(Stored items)
*** Block opens ***
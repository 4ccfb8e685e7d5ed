//! Quality-level degradation.
//!
//! A quality level scales interview scores, swaps in a problematic
//! personality for poor/terrible candidates, and decides how many random
//! flaws to inject.

use rand::seq::SliceRandom;
use rand::Rng;

use crate::flaws::library::{FlawType, FLAW_LIBRARY};
use crate::flaws::mutators::apply_flaw;
use crate::generation::archetypes::random_problematic;
use crate::generation::interview::reassess;
use crate::models::candidate::Candidate;
use crate::models::params::QualityLevel;
use crate::models::performance::{ScoreGroup, SCORE_MAX, SCORE_MIN};

/// Weights used when no quality level is requested.
const AUTO_QUALITY_WEIGHTS: [(QualityLevel, u32); 5] = [
    (QualityLevel::Excellent, 10),
    (QualityLevel::Good, 30),
    (QualityLevel::Average, 30),
    (QualityLevel::Poor, 20),
    (QualityLevel::Terrible, 10),
];

pub fn score_multiplier(quality: QualityLevel) -> f64 {
    match quality {
        QualityLevel::Excellent => 1.0,
        QualityLevel::Good => 0.85,
        QualityLevel::Average => 0.65,
        QualityLevel::Poor => 0.4,
        QualityLevel::Terrible => 0.2,
    }
}

pub fn flaw_count(quality: QualityLevel) -> usize {
    match quality {
        QualityLevel::Excellent | QualityLevel::Good => 0,
        QualityLevel::Average => 1,
        QualityLevel::Poor => 2,
        QualityLevel::Terrible => 4,
    }
}

/// Returns the requested level, or draws one from the mixed-quality weights.
pub fn resolve_quality<R: Rng + ?Sized>(requested: Option<QualityLevel>, rng: &mut R) -> QualityLevel {
    requested.unwrap_or_else(|| {
        AUTO_QUALITY_WEIGHTS
            .choose_weighted(rng, |(_, weight)| *weight)
            .map(|(level, _)| *level)
            .unwrap_or(QualityLevel::Average)
    })
}

/// Scales every interview sub-score by the quality multiplier, rounding and
/// clamping to [1, 10]. Poor and terrible candidates also take on a random
/// problematic archetype's exact baseline and behavior preset, and their
/// flags, strengths and response patterns are re-derived from it.
///
/// The archetype is drawn at every level so that the generator advances the
/// same way whatever the quality.
pub fn degrade_by_quality<R: Rng + ?Sized>(
    candidate: &mut Candidate,
    quality: QualityLevel,
    rng: &mut R,
) {
    let multiplier = score_multiplier(quality);
    let scores = &mut candidate.interview_performance.simulated_interview_scores;
    for group in [
        ScoreGroup::Behavioral,
        ScoreGroup::Technical,
        ScoreGroup::Cultural,
    ] {
        for score in scores.group_mut(group) {
            let scaled = (*score as f64 * multiplier).round() as i32;
            *score = scaled.clamp(SCORE_MIN as i32, SCORE_MAX as i32) as u8;
        }
    }

    let archetype = random_problematic(rng);
    if matches!(quality, QualityLevel::Poor | QualityLevel::Terrible) {
        candidate.personality = archetype.baseline;
        candidate.work_behavior = archetype.behavior;
        reassess(
            &candidate.personality,
            &candidate.cognitive_profile,
            &mut candidate.interview_performance,
        );
        candidate.add_tag(archetype.name);
    }

    candidate.add_tag(quality.as_str());
}

/// Picks `flaw_count(quality)` distinct flaw types: the head of one shuffle
/// of the whole library. From the same generator state, a lower level's
/// flaws always include every flaw of a higher level.
pub fn select_flaws<R: Rng + ?Sized>(quality: QualityLevel, rng: &mut R) -> Vec<FlawType> {
    let mut order: Vec<FlawType> = FLAW_LIBRARY.iter().map(|d| d.flaw_type).collect();
    order.shuffle(rng);
    order.truncate(flaw_count(quality));
    order
}

/// Selects flaws for the quality level and applies each one.
pub fn auto_select_flaws<R: Rng + ?Sized>(
    candidate: &mut Candidate,
    quality: QualityLevel,
    rng: &mut R,
) -> Vec<FlawType> {
    let flaws = select_flaws(quality, rng);
    for flaw in &flaws {
        apply_flaw(candidate, *flaw, rng);
    }
    flaws
}

#[cfg(test)]
mod tests {
    use super::*;
    use crate::generation::archetypes::{ArchetypePool, PROBLEMATIC};
    use crate::generation::assembler::assemble;
    use crate::models::params::CandidateGenerationParams;
    use chrono::{TimeZone, Utc};
    use rand::rngs::StdRng;
    use rand::SeedableRng;
    use std::collections::HashSet;

    fn candidate(seed: u64) -> Candidate {
        let now = Utc.with_ymd_and_hms(2026, 5, 1, 12, 0, 0).unwrap();
        assemble(
            &CandidateGenerationParams::default(),
            now,
            &mut StdRng::seed_from_u64(seed),
        )
    }

    fn degraded_mean(seed: u64, quality: QualityLevel) -> f64 {
        let mut c = candidate(seed);
        degrade_by_quality(&mut c, quality, &mut StdRng::seed_from_u64(seed));
        c.interview_performance
            .simulated_interview_scores
            .overall_mean()
    }

    #[test]
    fn test_degradation_is_monotonic_in_quality() {
        for seed in 0..50 {
            let means: Vec<f64> = QualityLevel::ALL
                .iter()
                .map(|q| degraded_mean(seed, *q))
                .collect();
            for pair in means.windows(2) {
                assert!(pair[1] <= pair[0], "seed {seed}: {means:?}");
            }
        }
    }

    #[test]
    fn test_excellent_keeps_scores() {
        let mut c = candidate(3);
        let before = c.interview_performance.simulated_interview_scores;
        degrade_by_quality(&mut c, QualityLevel::Excellent, &mut StdRng::seed_from_u64(3));
        assert_eq!(c.interview_performance.simulated_interview_scores, before);
        assert!(c.has_tag("excellent"));
    }

    #[test]
    fn test_terrible_scores_floor_at_one() {
        let mut c = candidate(4);
        degrade_by_quality(&mut c, QualityLevel::Terrible, &mut StdRng::seed_from_u64(4));
        let s = c.interview_performance.simulated_interview_scores;
        for group in [
            ScoreGroup::Behavioral,
            ScoreGroup::Technical,
            ScoreGroup::Cultural,
        ] {
            assert!(s.group_values(group).iter().all(|v| (1..=2).contains(v)));
        }
    }

    #[test]
    fn test_poor_and_terrible_swap_in_problematic_personality() {
        for quality in [QualityLevel::Poor, QualityLevel::Terrible] {
            let mut c = candidate(5);
            degrade_by_quality(&mut c, quality, &mut StdRng::seed_from_u64(6));
            let source = PROBLEMATIC
                .iter()
                .find(|a| a.baseline == c.personality)
                .expect("personality should be a problematic baseline");
            assert_eq!(source.pool, ArchetypePool::Problematic);
            assert_eq!(c.work_behavior, source.behavior);
            assert!(c.has_tag(source.name));
        }
    }

    #[test]
    fn test_swapped_personality_is_reassessed() {
        use crate::generation::interview::{FLAG_STRESS, STRENGTH_CREATIVE};

        let params = CandidateGenerationParams {
            personality_archetype: Some("innovator".to_string()),
            ..Default::default()
        };
        let now = Utc.with_ymd_and_hms(2026, 5, 1, 12, 0, 0).unwrap();
        for seed in 0..200 {
            let mut c = assemble(&params, now, &mut StdRng::seed_from_u64(seed));
            degrade_by_quality(&mut c, QualityLevel::Terrible, &mut StdRng::seed_from_u64(seed));
            let perf = &c.interview_performance;
            let creative = perf.key_strengths.iter().any(|s| s == STRENGTH_CREATIVE);
            let stressed = perf.potential_red_flags.iter().any(|f| f == FLAG_STRESS);
            assert_eq!(creative, c.personality.openness > 80, "seed {seed}");
            assert_eq!(stressed, c.personality.neuroticism > 70, "seed {seed}");
        }
    }

    #[test]
    fn test_lower_quality_flaws_extend_higher() {
        for seed in 0..50 {
            let pick = |q| select_flaws(q, &mut StdRng::seed_from_u64(seed));
            let average = pick(QualityLevel::Average);
            let poor = pick(QualityLevel::Poor);
            let terrible = pick(QualityLevel::Terrible);
            assert_eq!(poor[..1], average[..]);
            assert_eq!(terrible[..2], poor[..]);
        }
    }

    #[test]
    fn test_average_keeps_personality() {
        let mut c = candidate(7);
        let personality = c.personality;
        degrade_by_quality(&mut c, QualityLevel::Average, &mut StdRng::seed_from_u64(7));
        assert_eq!(c.personality, personality);
    }

    #[test]
    fn test_flaw_counts_per_quality() {
        let mut rng = StdRng::seed_from_u64(8);
        for (quality, expected) in [
            (QualityLevel::Excellent, 0),
            (QualityLevel::Good, 0),
            (QualityLevel::Average, 1),
            (QualityLevel::Poor, 2),
            (QualityLevel::Terrible, 4),
        ] {
            let flaws = select_flaws(quality, &mut rng);
            assert_eq!(flaws.len(), expected);
            let unique: HashSet<_> = flaws.iter().collect();
            assert_eq!(unique.len(), expected, "flaws must not repeat");
        }
    }

    #[test]
    fn test_auto_select_applies_every_selected_flaw() {
        let mut c = candidate(9);
        let applied = auto_select_flaws(&mut c, QualityLevel::Terrible, &mut StdRng::seed_from_u64(9));
        assert_eq!(applied.len(), 4);
        for flaw in applied {
            assert!(c.has_tag(flaw.as_str()));
        }
        assert!(c.interview_performance.potential_red_flags.len() >= 4);
    }

    #[test]
    fn test_resolve_quality_prefers_request() {
        let mut rng = StdRng::seed_from_u64(10);
        assert_eq!(
            resolve_quality(Some(QualityLevel::Poor), &mut rng),
            QualityLevel::Poor
        );
        let drawn: HashSet<QualityLevel> =
            (0..500).map(|_| resolve_quality(None, &mut rng)).collect();
        assert_eq!(drawn.len(), QualityLevel::ALL.len());
    }
}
*** Block closes ***
*GOAL OF THE EXERCISE*.
Look through the records for the string "iter". Copy every line that has it.

*SOLUTION*.
    let mut order: Vec<FlawType> = FLAW_LIBRARY.iter().map(|d| d.flaw_type).collect();
                .iter()
            assert!(s.group_values(group).iter().all(|v| (1..=2).contains(v)));
                .iter()
            let creative = perf.key_strengths.iter().any(|s| s == STRENGTH_CREATIVE);
            let stressed = perf.potential_red_flags.iter().any(|f| f == FLAG_STRESS);
            let unique: HashSet<_> = flaws.iter().collect();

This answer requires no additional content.